Madagascar vers une nouvelle stratégie phytosanitaire grâce au Fonds de Solidarité Africaine



3 février 2017

La mondialisation des échanges et la circulation facilitée des personnes et des marchandises ont atteint un volume tel que les risques d’introduction et de dissémination d’organismes nuisibles aux végétaux sont devenus considérables. Dans le monde, les gouvernements, les agriculteurs et les consommateurs font état d’une perte avoisinant plusieurs milliards de dollars américains liée à la contamination et la destruction des récoltes et la flore sauvage par les organismes nuisibles.

La protection phytosanitaire est d’autant plus importante pour Madagascar de par son caractère insulaire et sa qualité de réserve mondiale de biodiversité. Datant de 1986, la loi phytosanitaire de Madagascar est maintenant dépassée par l’avènement de l’Organisation mondiale du commerce en 1995 et la réforme de la Convention internationale pour la protection des végétaux qui s’en est suivi en 1997. De nouvelles normes phytosanitaires, les seules qui soient reconnues par le droit du commerce international ont également vu le jour.

Aujourd’hui, Madagascar arrive à un tournant durant lequel les capacités phytosanitaires doivent être évaluées par rapport à ce dispositif international renouvelé. La modernisation progressive des mécanismes de protection phytosanitaire, non seulement aux frontières mais à travers le pays tout entier, en vue d’une production agricole durable vers la sécurité alimentaire et nutritionnelle des agriculteurs et consommateurs malgaches sera revu dans son ensemble par les experts du bureau juridique de la FAO à Addis-Abeba (M. Lalaina Ravelomanantsoa) et du Secrétariat de la CIPV localisé dans les bureaux de la FAO à Rome (Mme Sarah Brunel) en concertation avec les institutions nationales. Cela permettra également à Madagascar une ouverture accrue aux marchés sous régionaux, régionaux et internationaux, améliorant ainsi le niveau de vie des agriculteurs. "Une protection phytosanitaire renforcée est le gage d’une meilleure résilience aux changements climatiques" a affirmé Patrice Talla Takoukam, le Représentant de la FAO à Madagascar.

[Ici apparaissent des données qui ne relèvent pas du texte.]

/*
 * SPDX-License-Identifier: Apache-2.0
 * Copyright 2023-2025 ByteDance and/or its affiliates.
 */

mod primary;
pub use primary::{as_bool, as_nonempty_string, as_nonzero_usize, as_string};
/*
 * SPDX-License-Identifier: Apache-2.0
 * Copyright 2023-2025 ByteDance and/or its affiliates.
 */

use std::sync::{Arc, Mutex};

use anyhow::anyhow;

use super::{DisconnectNotifier, PersistentSink, RemoteSink, RemoteSinkResolver};

#[derive(Clone, Copy, Debug, PartialEq, Eq)]
pub(crate) enum SinkMode {
    Accept,
    Ignore,
    Fail,
}

type Rows = Arc<Mutex<Vec<(String, String)>>>;

/// Keeps `(uri or call, json)` pairs in memory.
pub(crate) struct TestPersistentSink {
    mode: SinkMode,
    rows: Rows,
}

impl TestPersistentSink {
    pub(crate) fn new(mode: SinkMode) -> (Arc<Self>, Rows) {
        let rows = Rows::default();
        let sink = TestPersistentSink {
            mode,
            rows: rows.clone(),
        };
        (Arc::new(sink), rows)
    }
}

impl PersistentSink for TestPersistentSink {
    fn insert(&self, uri: &str, key: &str, json: &str) -> anyhow::Result<Option<String>> {
        assert_eq!(key, "custom_metric");
        match self.mode {
            SinkMode::Accept => {
                let mut rows = self.rows.lock().unwrap();
                rows.push((uri.to_string(), json.to_string()));
                Ok(Some(format!("{uri}/{}", rows.len())))
            }
            SinkMode::Ignore => Ok(None),
            SinkMode::Fail => Err(anyhow!("content provider not found")),
        }
    }
}

pub(crate) struct TestRemoteSink {
    mode: SinkMode,
    rows: Rows,
}

impl TestRemoteSink {
    fn push(&self, call: &str, json: &str) -> anyhow::Result<()> {
        match self.mode {
            SinkMode::Accept | SinkMode::Ignore => {
                let mut rows = self.rows.lock().unwrap();
                rows.push((call.to_string(), json.to_string()));
                Ok(())
            }
            SinkMode::Fail => Err(anyhow!("remote peer died")),
        }
    }
}

impl RemoteSink for TestRemoteSink {
    fn add_value(&self, json: &str) -> anyhow::Result<()> {
        self.push("add_value", json)
    }

    fn start_report(&self, json: &str) -> anyhow::Result<()> {
        self.push("start_report", json)
    }

    fn finish_report(&self, json: &str) -> anyhow::Result<()> {
        self.push("finish_report", json)
    }
}

/// Resolves to a [`TestRemoteSink`], or to nothing if `mode` is `Ignore`.
pub(crate) struct TestResolver {
    mode: SinkMode,
    rows: Rows,
}

impl TestResolver {
    pub(crate) fn new(mode: SinkMode) -> (Box<Self>, Rows) {
        let rows = Rows::default();
        let resolver = TestResolver {
            mode,
            rows: rows.clone(),
        };
        (Box::new(resolver), rows)
    }
}

impl RemoteSinkResolver for TestResolver {
    fn resolve(
        &self,
        _service_name: &str,
        _notifier: DisconnectNotifier,
    ) -> anyhow::Result<Option<Arc<dyn RemoteSink>>> {
        if self.mode == SinkMode::Ignore {
            return Ok(None);
        }
        Ok(Some(Arc::new(TestRemoteSink {
            mode: self.mode,
            rows: self.rows.clone(),
        })))
    }
}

Ce travail constitue un pas assuré vers la réalisation des objectifs de développement durable et ceux de la déclaration de Malabo sur la croissance et la transformation accélérées de l'agriculture en Afrique pour une prospérité partagée et de meilleures conditions de vie. Madagascar a toujours été reconnu comme un pays avec un immense potentiel en matière de production agricole. Cependant, il figure dans la liste des « pays à faible revenu et à déficit vivrier ». Ce paradoxe est lié, dans une certaine mesure, au déficit des instruments normatifs et institutionnels et à l’insuffisante exécution des programmes et politiques au niveau du terrain.

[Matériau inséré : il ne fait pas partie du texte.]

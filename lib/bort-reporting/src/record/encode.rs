/*
 * SPDX-License-Identifier: Apache-2.0
 * Copyright 2023-2025 ByteDance and/or its affiliates.
 */

use serde::{Serialize, Serializer};
use thiserror::Error;

use bort_types::metrics::MetricValue;

use super::MetricRecord;

/// Integral doubles up to this magnitude are written without a fraction.
const MAX_EXACT_INTEGER: f64 = 9_007_199_254_740_992.0; // 2^53

#[derive(Debug, Error)]
pub enum EncodeError {
    #[error("non-finite number {0} can not be encoded")]
    NonFiniteNumber(f64),
    #[error("json serialize failed: {0}")]
    Json(#[from] serde_json::Error),
}

// Key order of the wire form is fixed and consumers compare it byte by byte.
#[derive(Serialize)]
#[serde(rename_all = "camelCase")]
struct WireMetric<'a> {
    report_type: &'a str,
    metric_type: &'static str,
    #[serde(skip_serializing_if = "is_false")]
    internal: bool,
    #[serde(skip_serializing_if = "Option::is_none")]
    report_name: Option<&'a str>,
    data_type: &'static str,
    event_name: &'a str,
    carry_over: bool,
    version: u32,
    aggregations: Vec<&'static str>,
    value: WireValue<'a>,
    timestamp_ms: i64,
}

fn is_false(b: &bool) -> bool {
    !*b
}

struct WireValue<'a>(&'a MetricValue);

impl Serialize for WireValue<'_> {
    fn serialize<S: Serializer>(&self, serializer: S) -> Result<S::Ok, S::Error> {
        match self.0 {
            MetricValue::String(s) => serializer.serialize_str(s),
            MetricValue::Boolean(b) => serializer.serialize_str(if *b { "1" } else { "0" }),
            MetricValue::Double(f) => {
                if f.fract() == 0.0 && f.abs() <= MAX_EXACT_INTEGER {
                    serializer.serialize_i64(*f as i64)
                } else {
                    serializer.serialize_f64(*f)
                }
            }
        }
    }
}

impl MetricRecord {
    /// Encode this record in the wire form of its own schema version.
    pub fn encode(&self) -> Result<String, EncodeError> {
        if let MetricValue::Double(f) = self.value() {
            if !f.is_finite() {
                return Err(EncodeError::NonFiniteNumber(*f));
            }
        }

        let wire = WireMetric {
            report_type: self.report_type(),
            metric_type: self.metric_type().as_str(),
            internal: self.internal(),
            report_name: self.report_name(),
            data_type: self.data_type().as_str(),
            event_name: self.event_name(),
            carry_over: self.carry_over_value(),
            version: self.version(),
            aggregations: self.aggregations().iter().map(|a| a.as_str()).collect(),
            value: WireValue(self.value()),
            timestamp_ms: self.timestamp_ms(),
        };
        let json = serde_json::to_string(&wire)?;
        Ok(json)
    }
}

Après presque 31 années d'application de la législation phytosanitaire adoptée en 1986, Madagascar a initié cette semaine dans le cadre d’un atelier l’évaluation complète de ses capacités et la formulation d’une stratégie et d’une législation conforme au droit international et aux défis liés aux contextes national et mondial actuels.  Ce projet, coordonné par l'Organisation des Nations Unies pour l'alimentation et l'agriculture (FAO) et financé grâce au Fonds de solidarité africaine, se focalise sur trois volets d'actions dont : l’application de l’outil d’évaluation des capacités phytosanitaires de la Convention Internationale pour la Protection des Végétaux qui aboutira à la création d’un cadre juridique modernisé et à la formulation d’une nouvelle stratégie phytosanitaire.